What metadata lets you do is connect that. The alternative to that is one that's much less efficient and much more invasive of privacy, which is gigantic amounts of content collection. So, metadata, in that sense, actually is privacy enhancing.

We don't, contrary to some of the stuff that's been printed, we don't sit there and grind out metadata profiles of average people. If you're not connected to one of those valid intelligence targets, you are not of interest to us.

MR. ANDERSON: So, in terms of the threats that face America overall, where would you place terrorism?

MR. LEDGETT: I think terrorism is still number one. I think that, you know, we have never been in a time where there are more places where things are going badly and forming the Petri dish in which terrorists take advantage of the lack of governance. An old boss of mine, Tom Fargo, Admiral Fargo, used to describe it as arcs of instability, and so you have a lot of those arcs of instability in the world right now, places like Syria where there's a civil war going on and you have massive numbers, thousands and thousands of foreign fighters who are coming into Syria to learn how to be terrorists and practice at activity and lots of those people are Westerners who are -- who hold passports to, you know, European countries or in some cases the United States, and so they are basically learning how to do jihad and have expressed intent to go out and do that later on in their home countries.

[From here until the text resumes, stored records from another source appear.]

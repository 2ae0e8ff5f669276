//! Status published for the command-and-control endpoint.

use serde::Serialize;

use crate::dispatch::DispatchStatus;
use crate::memory::MemoryUsage;
use crate::pool::{ConnectionState, PoolDescriptor};
use crate::stats::{HashrateMonitor, HashrateWindows, ResultsSnapshot};
use crate::types::HashRate;

/// One connection as shown in the status report.
#[derive(Debug, Clone, PartialEq, Serialize)]
pub struct PoolStatus {
    pub url: String,
    pub state: String,
    pub active: bool,
    pub donation: bool,
}

/// Snapshot of the whole miner. Replaced wholesale on every update.
#[derive(Debug, Clone, Default, PartialEq, Serialize)]
pub struct StatusReport {
    pub version: &'static str,
    pub uptime_secs: u64,
    pub paused: bool,
    pub hashrate: HashrateWindows,
    pub hashrate_highest: HashRate,
    pub threads: Vec<HashrateWindows>,
    pub pools: Vec<PoolStatus>,

    /// Address of the pool the workers are hashing for
    pub active_pool: Option<String>,

    pub results: ResultsSnapshot,
    pub memory: MemoryUsage,

    /// Some scratch buffers fell back from huge pages
    pub memory_degraded: bool,

    /// Rejection ratio over the rolling window is below the threshold
    pub healthy: bool,
}

impl StatusReport {
    /// Assemble a report from the live components.
    ///
    /// `descriptors` is indexed like the dispatcher's pools; when
    /// `donation` is set the last descriptor is the donation pool.
    pub fn collect(
        uptime_secs: u64,
        paused: bool,
        monitor: &HashrateMonitor,
        dispatch: &DispatchStatus,
        descriptors: &[PoolDescriptor],
        donation: bool,
        memory: MemoryUsage,
    ) -> Self {
        let pools = descriptors
            .iter()
            .enumerate()
            .map(|(i, descriptor)| PoolStatus {
                url: descriptor.address(),
                state: dispatch
                    .states
                    .get(i)
                    .copied()
                    .unwrap_or(ConnectionState::Disconnected)
                    .to_string(),
                active: dispatch.active.is_some_and(|id| id.0 == i),
                donation: donation && i + 1 == descriptors.len(),
            })
            .collect();

        Self {
            version: env!("CARGO_PKG_VERSION"),
            uptime_secs,
            paused,
            hashrate: monitor.windows(),
            hashrate_highest: monitor.highest(),
            threads: monitor.thread_windows(),
            pools,
            active_pool: dispatch
                .active
                .and_then(|id| descriptors.get(id.0))
                .map(PoolDescriptor::address),
            results: dispatch.results,
            memory,
            memory_degraded: memory.degraded(),
            healthy: dispatch.results.healthy,
        }
    }
}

You've got places like Iraq, which is suffering from a high level of sectarian violence, again a breeding ground for terrorism, and you have the activity in the Horn of Africa and in the Sahel area of Africa, again, lots of weak governance which forms a breeding ground for terrorist activity.

So, I think these very serious things number one, I think number two is cyber threat. Cyber is a threat in three ways. One way, and probably the most common with your people have heard about it is the theft of intellectual property. So, basically, foreign countries going in, stealing companies' secrets, and then providing that information to state-owned enterprises or companies connected to the government to help them leapfrog technology or to gain business intelligence that's then used to win contracts overseas.

That is a hugely costly set of activities that's going on right now. Several nation states are doing it.

Second is the denial of service attacks. You're probably aware that there had been a spate of those directed against the U.S. financial sector since 2012. Again, that's a nation state who's executing those attacks and they're doing that as a semi-anonymous way of reprisal

And the last one is destructive attacks, and those are the ones that concern me the most. Those are on the rise. You had the attack against Saudi Aramco in 2012, August of 2012. It took down about 35,000 of their computers with a wiper-style virus. You had a follow on a week later to a Qatari company. You had March of 2013, you had a South Korean attack that we've attributed in the press to North Korea that took out thousands of computers. Those are on the rise and we see people expressing interest in those capabilities and a desire to employ them.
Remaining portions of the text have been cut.